Obstructive Sleep Apnoea

Mild cases of obstructive sleep apnoea can sometimes be improved by lifestyle interventions like losing weight, quitting smoking, reducing alcohol intake, or even sleeping on your side instead of on your back. If this doesn’t help, your doctor will probably suggest a device to help your breathing, like a continuous positive airway pressure (or CPAP) machine, or surgery.

Central Sleep Apnoea

Central sleep apnoea is often caused by some other condition or medication, so for example, if your central sleep apnoea is caused by heart failure, it may be improved by treating this condition. This form of sleep apnoea is also often treated with a CPAP machine.

Complex Sleep Apnoea

Complex sleep apnoea is treated by addressing any other underlying issues and using CPAP and similar breathing devices.

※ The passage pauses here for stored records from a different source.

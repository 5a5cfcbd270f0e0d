//! Process-System Resources - Cell and channel pools for IPU jobs
//!
//! # Purpose
//! Tracks ownership of the hardware compute cells and DMA channels that the
//! IPU firmware schedules process groups onto. Every job draws its cells and
//! channel ranges from a [`ResourcePool`] and records them in a fixed-capacity
//! [`ResourceAllocationSet`] so they can be released, rolled back, or promoted
//! to another pool deterministically.
//!
//! # Integration Points
//! - Depends on: nothing beyond `alloc`
//! - Provides to: the process-system job layer (`ipu-psys`)
//! - Locking: [`LockedPool`] serializes all mutation of one pool
//!
//! # Architecture
//! A [`Resource`] is a bitmap over the elements of one channel kind. A
//! [`ResourcePool`] owns one resource per kind, indexed by [`ResourceId`], plus
//! a pool-wide [`CellMask`]. Allocation records are plain
//! `(resource, start, length)` tuples, never references into the pool, which
//! keeps rollback and promotion free of aliasing concerns.
//!
//! Two pools exist at runtime: "started" holds reservations made ahead of
//! hardware execution, "running" holds those of jobs the firmware is executing.
//! [`move_resources`] promotes a set between them all-or-nothing.
//!
//! # Testing Strategy
//! - Unit tests: bitmap scans, draws, frees, move/free semantics
//! - Integration tests: multi-job pool scenarios across two pools
//! - Benchmarks: first-fit scan cost (`benches/pool_bench.rs`)

#![no_std]

#[cfg(test)]
#[macro_use]
extern crate std;

extern crate alloc;

mod bitmap;
mod defs;
mod pool;
mod resource;
mod set;

pub use bitmap::Bitmap;
pub use defs::{channel, ResourceDefs, MAX_CELLS};
pub use pool::{free_resources, move_resources, LockedPool, ResourcePool};
pub use resource::{Resource, ResourceAllocationRecord};
pub use set::{CellMask, ResourceAllocationSet, MAX_RESOURCES};

use thiserror::Error;

/// Channel kind index within a pool
pub type ResourceId = u8;

/// Compute cell index within a pool
pub type CellId = u8;

/// Error types for pool operations
#[derive(Debug, Clone, Copy, PartialEq, Eq, Error)]
pub enum ResourceError {
    #[error("Resource {resource} exhausted ({requested} elements requested)")]
    Exhausted { resource: ResourceId, requested: usize },

    #[error("Cell {cell} already reserved")]
    CellBusy { cell: CellId },

    #[error("No free cell of type {cell_type}")]
    NoFreeCell { cell_type: u8 },

    #[error("Target pool already holds part of the allocation")]
    Conflict,

    #[error("Allocation set full ({capacity} records)")]
    CapacityOverflow { capacity: usize },

    #[error("Unknown cell {cell}")]
    UnknownCell { cell: CellId },

    #[error("Unknown resource {resource}")]
    UnknownResource { resource: ResourceId },

    #[error("Range {start}+{len} outside resource {resource}")]
    OutOfRange {
        resource: ResourceId,
        start: usize,
        len: usize,
    },

    #[error("Too many cells: {count} (max {max})")]
    TooManyCells { count: usize, max: usize },
}

impl ResourceError {
    /// True when the failure only means "not now": the caller may retry once
    /// other jobs release their reservations.
    pub fn is_exhaustion(&self) -> bool {
        matches!(
            self,
            ResourceError::Exhausted { .. }
                | ResourceError::CellBusy { .. }
                | ResourceError::NoFreeCell { .. }
                | ResourceError::Conflict
        )
    }
}

pub type Result<T> = core::result::Result<T, ResourceError>;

Treatment For Sleep Deprivation Caused By Underlying Medical Problems

If your sleep deprivation is due to a medical problem, treatment will involve addressing this underlying issue and trying to fill the gap with good sleep hygiene while you wait for any treatments to take effect, or while your doctor tries to find the right treatment for you. For example, if your sleep deprivation is induced by hypothyroidism (low level of thyroid hormone), your doctor will prescribe medication to get your thyroid hormones back to normal, and in the meantime, will probably give you general sleep hygiene advice like keeping your bedroom cool and dark.